Another unjust abrogation of the federal government’s obligations

During the shutdown, which ended January 25, 60 percent of the IHS workforce—some 9,000 employees—worked without pay to serve 2.3 million Native Americans and Alaska Natives. The Huffington Post featured Anpetu Luta Hoksila, a 35-year-old Native American psychologist from the Indian Health Service who is considered by the government to be “essential,” and thus is providing care without pay in Arizona. Hoksila said if the shutdown persists, he will quit the service to become a barista to pay the bills, noting: “On some level, it’s kind of pitiful, but I don’t care.”

It is more than pitiful what the shutdown did to Indian Country. It was yet another unjust abrogation of the federal government’s obligations to its original peoples. Just before the shutdown began last month, the US Commission on Civil Rights issued a report appropriately titled, “Broken Promises.” It said that despite the 375 treaties signed by tribes that were supposed to result in unique federal support of services in exchange for forced removals and relinquishing of land, the US government has “chronically underfunded” Native American health programs.

Despite chronic health disparities of many kinds suffered by Native Americans, per-person health care expenditures for the Indian Health Service (IHS) in 2017 was only a third that of federal health care spending nationwide. By further comparison, the National Tribal Budget Formulation Group, which makes recommendations to the IHS, said in a report last April that the budget of the Veterans Administration is 14 times that of the IHS while serving only four times the population.

This is particularly appalling since this is old news. The same commission published a report in 2003 that said, “The federal government spends less per capita on Native American health care than on any other group for which it has this responsibility, including Medicaid recipients, prisoners, veterans, and military personnel.” The underfunding has persisted for so long that the backlog for new health care facilities in Indian Country has reached $10 billion. To achieve health care parity, the tribal formulation group and the National Congress of American Indians say the current annual agency budget of a little over $5 billion needs to be increased to $32 billion by 2030.

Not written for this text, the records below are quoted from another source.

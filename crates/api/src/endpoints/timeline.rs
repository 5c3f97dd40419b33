//! Home timeline endpoint.

use axum::{
    Router,
    extract::{Query, State},
    routing::get,
};
use serde::Deserialize;
use universe_common::AppResult;
use universe_core::Timeline;

use crate::{extractors::AuthUser, middleware::AppState, response::ApiResponse};

/// Timeline paging params.
#[derive(Debug, Deserialize)]
#[serde(rename_all = "camelCase")]
pub struct TimelineQuery {
    #[serde(default = "default_limit")]
    pub limit: u64,
    pub until_id: Option<String>,
    pub since_id: Option<String>,
}

const fn default_limit() -> u64 {
    20
}

/// Posts, story ring and suggestions for the signed-in user.
async fn home(
    AuthUser(user): AuthUser,
    State(state): State<AppState>,
    Query(query): Query<TimelineQuery>,
) -> AppResult<ApiResponse<Timeline>> {
    let timeline = state
        .timeline_service
        .feed(
            &user.id,
            query.limit,
            query.until_id.as_deref(),
            query.since_id.as_deref(),
        )
        .await?;
    Ok(ApiResponse::ok(timeline))
}

pub fn router() -> Router<AppState> {
    Router::new().route("/", get(home))
}
//! Request extractors.

use axum::{extract::FromRequestParts, http::request::Parts};
use universe_common::AppError;
use universe_db::entities::user;

/// Authenticated user extractor.
#[derive(Debug, Clone)]
pub struct AuthUser(pub user::Model);

impl<S> FromRequestParts<S> for AuthUser
where
    S: Send + Sync,
{
    type Rejection = AppError;

    async fn from_request_parts(parts: &mut Parts, _state: &S) -> Result<Self, Self::Rejection> {
        // Set by auth_middleware
        parts
            .extensions
            .get::<user::Model>()
            .cloned()
            .map(AuthUser)
            .ok_or(AppError::Unauthorized)
    }
}

/// Optional authenticated user extractor.
#[derive(Debug, Clone)]
pub struct MaybeAuthUser(pub Option<user::Model>);

impl MaybeAuthUser {
    /// The viewer's ID, if signed in.
    #[must_use]
    pub fn id(&self) -> Option<&str> {
        self.0.as_ref().map(|u| u.id.as_str())
    }
}

impl<S> FromRequestParts<S> for MaybeAuthUser
where
    S: Send + Sync,
{
    type Rejection = AppError;

    async fn from_request_parts(parts: &mut Parts, _state: &S) -> Result<Self, Self::Rejection> {
        Ok(Self(parts.extensions.get::<user::Model>().cloned()))
    }
}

“Our Indian communities are combating ongoing historical trauma not unlike that of untreated PTSD due to war experiences,” the tribal budget group said. “We have patients who have lost limbs due to untreated diabetes or unintentional injuries associated with the third world environments in which we live. Health care is rationed and expectations for quality care in outdated facilities and equipment are so low that patients have nearly lost all hope . . .The message is clear: the Indian Health System has failed its mission.”

“It’s like doing your job with both hands tied behind your back and blindfolded.”

The shutdown is a dangerous reminder of how thin the agency is stretched in normal times. Last year a report from the Government Accountability Office found that on average:

  • One out of every three and, in some areas, every other IHS physician position goes vacant
  • A quarter of nursing positions are vacant, and up to a third in some areas
  • A third of nurse practitioner positions are vacant, and up to half in some areas

Mary Smith, an acting director of the IHS during the Obama administration, and currently a health care consultant and secretary of the American Bar Association, fears that the shutdown exacerbated the difficulty the service has in attracting committed talent (a parallel to the multitude of federal scientists who wonder if government service is worth the current political instability). Despite its struggles, the service has successfully engaged communities to cut kidney failure from diabetes 54 percent since 1996.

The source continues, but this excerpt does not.